▶ _What the task asks_:
Reproduce the entries below, please. Keep every character the same.

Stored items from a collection
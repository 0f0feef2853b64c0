use cubealign_core::nalgebra::Vector3;
use cubealign_core::{Handedness, Pose, Thresholds};
use serde::{Deserialize, Serialize};
use std::path::{Path, PathBuf};
use std::time::Duration;
use thiserror::Error;

#[derive(Error, Debug)]
pub enum ConfigError {
    #[error("cannot read config {path}: {source}")]
    Io {
        path: PathBuf,
        #[source]
        source: std::io::Error,
    },

    #[error("malformed config: {0}")]
    Parse(#[from] serde_json::Error),

    #[error("invalid {field}: {reason}")]
    Invalid { field: &'static str, reason: String },
}

/// Fixed placement of the die and target in the scene.
#[derive(Debug, Clone, PartialEq, Serialize, Deserialize)]
#[serde(default)]
pub struct SceneLayout {
    /// Uniform scale of both cubes.
    pub cube_scale: f64,
    /// Rotation of every spawned target away from canonical orientation.
    pub target_rotation_deg: f64,
    /// Target position for a right-handed participant. The die rests mirrored across x.
    pub anchor: [f64; 3],
}

impl Default for SceneLayout {
    fn default() -> Self {
        Self {
            cube_scale: 0.04,
            target_rotation_deg: 135.0,
            anchor: [0.1, 1.1, 0.3],
        }
    }
}

impl SceneLayout {
    pub fn target_position(&self, handedness: Handedness) -> Vector3<f64> {
        let [x, y, z] = self.anchor;
        Vector3::new(x * handedness.lateral_sign(), y, z)
    }

    pub fn die_rest_pose(&self, handedness: Handedness) -> Pose {
        let [x, y, z] = self.anchor;
        Pose::at(-x * handedness.lateral_sign(), y, z)
    }
}

/// Session parameters, fixed once the session is constructed.
#[derive(Debug, Clone, PartialEq, Serialize, Deserialize)]
#[serde(default)]
pub struct SessionConfig {
    pub participant_num: u32,
    pub handedness: Handedness,
    pub max_trial_num: u32,
    /// Meters.
    pub position_threshold: f64,
    pub rotation_threshold_deg: f64,
    /// Seconds on target needed to complete a trial.
    pub dwell_threshold: f64,
    /// Seconds before an unfinished trial times out.
    pub timeout_threshold: f64,
    pub layout: SceneLayout,
}

impl Default for SessionConfig {
    fn default() -> Self {
        Self {
            participant_num: 0,
            handedness: Handedness::Right,
            max_trial_num: 20,
            position_threshold: 0.1,
            rotation_threshold_deg: 20.0,
            dwell_threshold: 1.0,
            timeout_threshold: 30.0,
            layout: SceneLayout::default(),
        }
    }
}

impl SessionConfig {
    pub fn from_json_str(json: &str) -> Result<Self, ConfigError> {
        let config: Self = serde_json::from_str(json)?;
        config.validate()?;
        Ok(config)
    }

    pub fn from_json_file(path: impl AsRef<Path>) -> Result<Self, ConfigError> {
        let path = path.as_ref();
        let json = std::fs::read_to_string(path).map_err(|source| ConfigError::Io {
            path: path.to_path_buf(),
            source,
        })?;
        Self::from_json_str(&json)
    }

    pub fn validate(&self) -> Result<(), ConfigError> {
        if self.max_trial_num == 0 {
            return Err(invalid("max_trial_num", "must be at least 1"));
        }
        positive("position_threshold", self.position_threshold)?;
        positive("dwell_threshold", self.dwell_threshold)?;
        positive("timeout_threshold", self.timeout_threshold)?;
        positive("layout.cube_scale", self.layout.cube_scale)?;
        if !(self.rotation_threshold_deg > 0.0 && self.rotation_threshold_deg <= 180.0) {
            return Err(invalid(
                "rotation_threshold_deg",
                format!("{} is outside (0, 180]", self.rotation_threshold_deg),
            ));
        }
        if self.layout.anchor.iter().any(|v| !v.is_finite()) {
            return Err(invalid("layout.anchor", "must be finite"));
        }
        Ok(())
    }

    pub fn thresholds(&self) -> Thresholds {
        Thresholds::new(self.position_threshold, self.rotation_threshold_deg)
    }

    /// Zero unless the config passed [`Self::validate`].
    pub fn dwell(&self) -> Duration {
        Duration::try_from_secs_f64(self.dwell_threshold).unwrap_or_default()
    }

    /// Zero unless the config passed [`Self::validate`].
    pub fn timeout(&self) -> Duration {
        Duration::try_from_secs_f64(self.timeout_threshold).unwrap_or_default()
    }

    pub fn die_rest_pose(&self) -> Pose {
        self.layout.die_rest_pose(self.handedness)
    }
}

fn invalid(field: &'static str, reason: impl Into<String>) -> ConfigError {
    ConfigError::Invalid {
        field,
        reason: reason.into(),
    }
}

fn positive(field: &'static str, value: f64) -> Result<(), ConfigError> {
    if value.is_finite() && value > 0.0 {
        Ok(())
    } else {
        Err(invalid(field, format!("{value} must be positive")))
    }
}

▶ _Answer section_:
repository 0f0feef2853b64c0
use cubealign_core::nalgebra::Vector3;
use cubealign_core::{Handedness, Pose, Thresholds};
use serde::{Deserialize, Serialize};
use std::path::{Path, PathBuf};
use std::time::Duration;
use thiserror::Error;

#[derive(Error, Debug)]
pub enum ConfigError {
    #[error("cannot read config {path}: {source}")]
    Io {
        path: PathBuf,
        #[source]
        source: std::io::Error,
    },

    #[error("malformed config: {0}")]
    Parse(#[from] serde_json::Error),

    #[error("invalid {field}: {reason}")]
    Invalid { field: &'static str, reason: String },
}

/// Fixed placement of the die and target in the scene.
#[derive(Debug, Clone, PartialEq, Serialize, Deserialize)]
#[serde(default)]
pub struct SceneLayout {
    /// Uniform scale of both cubes.
    pub cube_scale: f64,
    /// Rotation of every spawned target away from canonical orientation.
    pub target_rotation_deg: f64,
    /// Target position for a right-handed participant. The die rests mirrored across x.
    pub anchor: [f64; 3],
}

impl Default for SceneLayout {
    fn default() -> Self {
        Self {
            cube_scale: 0.04,
            target_rotation_deg: 135.0,
            anchor: [0.1, 1.1, 0.3],
        }
    }
}

impl SceneLayout {
    pub fn target_position(&self, handedness: Handedness) -> Vector3<f64> {
        let [x, y, z] = self.anchor;
        Vector3::new(x * handedness.lateral_sign(), y, z)
    }

    pub fn die_rest_pose(&self, handedness: Handedness) -> Pose {
        let [x, y, z] = self.anchor;
        Pose::at(-x * handedness.lateral_sign(), y, z)
    }
}

/// Session parameters, fixed once the session is constructed.
#[derive(Debug, Clone, PartialEq, Serialize, Deserialize)]
#[serde(default)]
pub struct SessionConfig {
    pub participant_num: u32,
    pub handedness: Handedness,
    pub max_trial_num: u32,
    /// Meters.
    pub position_threshold: f64,
    pub rotation_threshold_deg: f64,
    /// Seconds on target needed to complete a trial.
    pub dwell_threshold: f64,
    /// Seconds before an unfinished trial times out.
    pub timeout_threshold: f64,
    pub layout: SceneLayout,
}

impl Default for SessionConfig {
    fn default() -> Self {
        Self {
            participant_num: 0,
            handedness: Handedness::Right,
            max_trial_num: 20,
            position_threshold: 0.1,
            rotation_threshold_deg: 20.0,
            dwell_threshold: 1.0,
            timeout_threshold: 30.0,
            layout: SceneLayout::default(),
        }
    }
}

impl SessionConfig {
    pub fn from_json_str(json: &str) -> Result<Self, ConfigError> {
        let config: Self = serde_json::from_str(json)?;
        config.validate()?;
        Ok(config)
    }

    pub fn from_json_file(path: impl AsRef<Path>) -> Result<Self, ConfigError> {
        let path = path.as_ref();
        let json = std::fs::read_to_string(path).map_err(|source| ConfigError::Io {
            path: path.to_path_buf(),
            source,
        })?;
        Self::from_json_str(&json)
    }

    pub fn validate(&self) -> Result<(), ConfigError> {
        if self.max_trial_num == 0 {
            return Err(invalid("max_trial_num", "must be at least 1"));
        }
        positive("position_threshold", self.position_threshold)?;
        positive("dwell_threshold", self.dwell_threshold)?;
        positive("timeout_threshold", self.timeout_threshold)?;
        positive("layout.cube_scale", self.layout.cube_scale)?;
        if !(self.rotation_threshold_deg > 0.0 && self.rotation_threshold_deg <= 180.0) {
            return Err(invalid(
                "rotation_threshold_deg",
                format!("{} is outside (0, 180]", self.rotation_threshold_deg),
            ));
        }
        if self.layout.anchor.iter().any(|v| !v.is_finite()) {
            return Err(invalid("layout.anchor", "must be finite"));
        }
        Ok(())
    }

    pub fn thresholds(&self) -> Thresholds {
        Thresholds::new(self.position_threshold, self.rotation_threshold_deg)
    }

    /// Zero unless the config passed [`Self::validate`].
    pub fn dwell(&self) -> Duration {
        Duration::try_from_secs_f64(self.dwell_threshold).unwrap_or_default()
    }

    /// Zero unless the config passed [`Self::validate`].
    pub fn timeout(&self) -> Duration {
        Duration::try_from_secs_f64(self.timeout_threshold).unwrap_or_default()
    }

    pub fn die_rest_pose(&self) -> Pose {
        self.layout.die_rest_pose(self.handedness)
    }
}

fn invalid(field: &'static str, reason: impl Into<String>) -> ConfigError {
    ConfigError::Invalid {
        field,
        reason: reason.into(),
    }
}

fn positive(field: &'static str, value: f64) -> Result<(), ConfigError> {
    if value.is_finite() && value > 0.0 {
        Ok(())
    } else {
        Err(invalid(field, format!("{value} must be positive")))
    }
}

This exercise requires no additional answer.